*** GIVEN RECORDS ***

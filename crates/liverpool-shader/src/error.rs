use std::fmt;
use std::sync::Arc;

use liverpool_gpu::GuestMemoryError;
use thiserror::Error;

use crate::Stage;

#[derive(Debug, Error)]
pub enum SpecializationError {
    #[error("binding slot {binding} exceeds the per-stage limit of {max}")]
    BindingOverflow { binding: u32, max: u32 },
    #[error("tessellation stage has no tessellation constant buffer")]
    MissingTessConstants,
    #[error("failed to read the tessellation constant buffer: {0}")]
    TessConstantsRead(#[source] GuestMemoryError),
    #[error("runtime info describes the {runtime:?} stage but the program runs on {expected:?}")]
    RuntimeInfoStageMismatch { expected: Stage, runtime: Stage },
}

#[derive(Debug, Clone, PartialEq, Eq, Error)]
pub enum FetchShaderError {
    #[error("fetch shader pointer is null or outside user data")]
    MissingPointer,
    #[error("fetch shader code at 0x{gpa:x} is not readable")]
    Unreadable { gpa: u64 },
    #[error("fetch shader is truncated at dword {offset}")]
    Truncated { offset: usize },
    #[error("unsupported fetch shader instruction 0x{word:08x} at dword {offset}")]
    UnsupportedInstruction { word: u32, offset: usize },
    #[error("buffer load at dword {offset} uses s[{sgpr}:{}] which no s_load_dwordx4 wrote", .sgpr + 3)]
    UnknownResource { sgpr: u32, offset: usize },
    #[error("fetch shader does not terminate within {max} dwords")]
    TooLong { max: usize },
}

/// Codegen error shared between every caller waiting on the same compile.
#[derive(Clone)]
pub struct CodegenFailure(pub Arc<anyhow::Error>);

impl CodegenFailure {
    pub fn new(err: anyhow::Error) -> Self {
        Self(Arc::new(err))
    }
}

impl fmt::Debug for CodegenFailure {
    fn fmt(&self, f: &mut fmt::Formatter<'_>) -> fmt::Result {
        fmt::Debug::fmt(&*self.0, f)
    }
}

impl fmt::Display for CodegenFailure {
    fn fmt(&self, f: &mut fmt::Formatter<'_>) -> fmt::Result {
        write!(f, "{:#}", self.0)
    }
}

#[derive(Debug, Clone, Error)]
pub enum CacheError {
    #[error("specialization was built for a different program")]
    ForeignSpecialization,
    #[error("shader codegen failed: {0}")]
    Codegen(CodegenFailure),
    #[error("compile was cancelled because its program was evicted")]
    Cancelled,
}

*** End of GIVEN RECORDS ***

> EXERCISE PROMPT: Within the listing above, locate the line containing "info describes the" and the line containing "impl fmt::Display for". Reproduce those two lines and all lines between them exactly, with nothing added.

> EXPECTED ANSWER:
    #[error("runtime info describes the {runtime:?} stage but the program runs on {expected:?}")]
    RuntimeInfoStageMismatch { expected: Stage, runtime: Stage },
}

#[derive(Debug, Clone, PartialEq, Eq, Error)]
pub enum FetchShaderError {
    #[error("fetch shader pointer is null or outside user data")]
    MissingPointer,
    #[error("fetch shader code at 0x{gpa:x} is not readable")]
    Unreadable { gpa: u64 },
    #[error("fetch shader is truncated at dword {offset}")]
    Truncated { offset: usize },
    #[error("unsupported fetch shader instruction 0x{word:08x} at dword {offset}")]
    UnsupportedInstruction { word: u32, offset: usize },
    #[error("buffer load at dword {offset} uses s[{sgpr}:{}] which no s_load_dwordx4 wrote", .sgpr + 3)]
    UnknownResource { sgpr: u32, offset: usize },
    #[error("fetch shader does not terminate within {max} dwords")]
    TooLong { max: usize },
}

/// Codegen error shared between every caller waiting on the same compile.
#[derive(Clone)]
pub struct CodegenFailure(pub Arc<anyhow::Error>);

impl CodegenFailure {
    pub fn new(err: anyhow::Error) -> Self {
        Self(Arc::new(err))
    }
}

impl fmt::Debug for CodegenFailure {
    fn fmt(&self, f: &mut fmt::Formatter<'_>) -> fmt::Result {
        fmt::Debug::fmt(&*self.0, f)
    }
}

impl fmt::Display for CodegenFailure {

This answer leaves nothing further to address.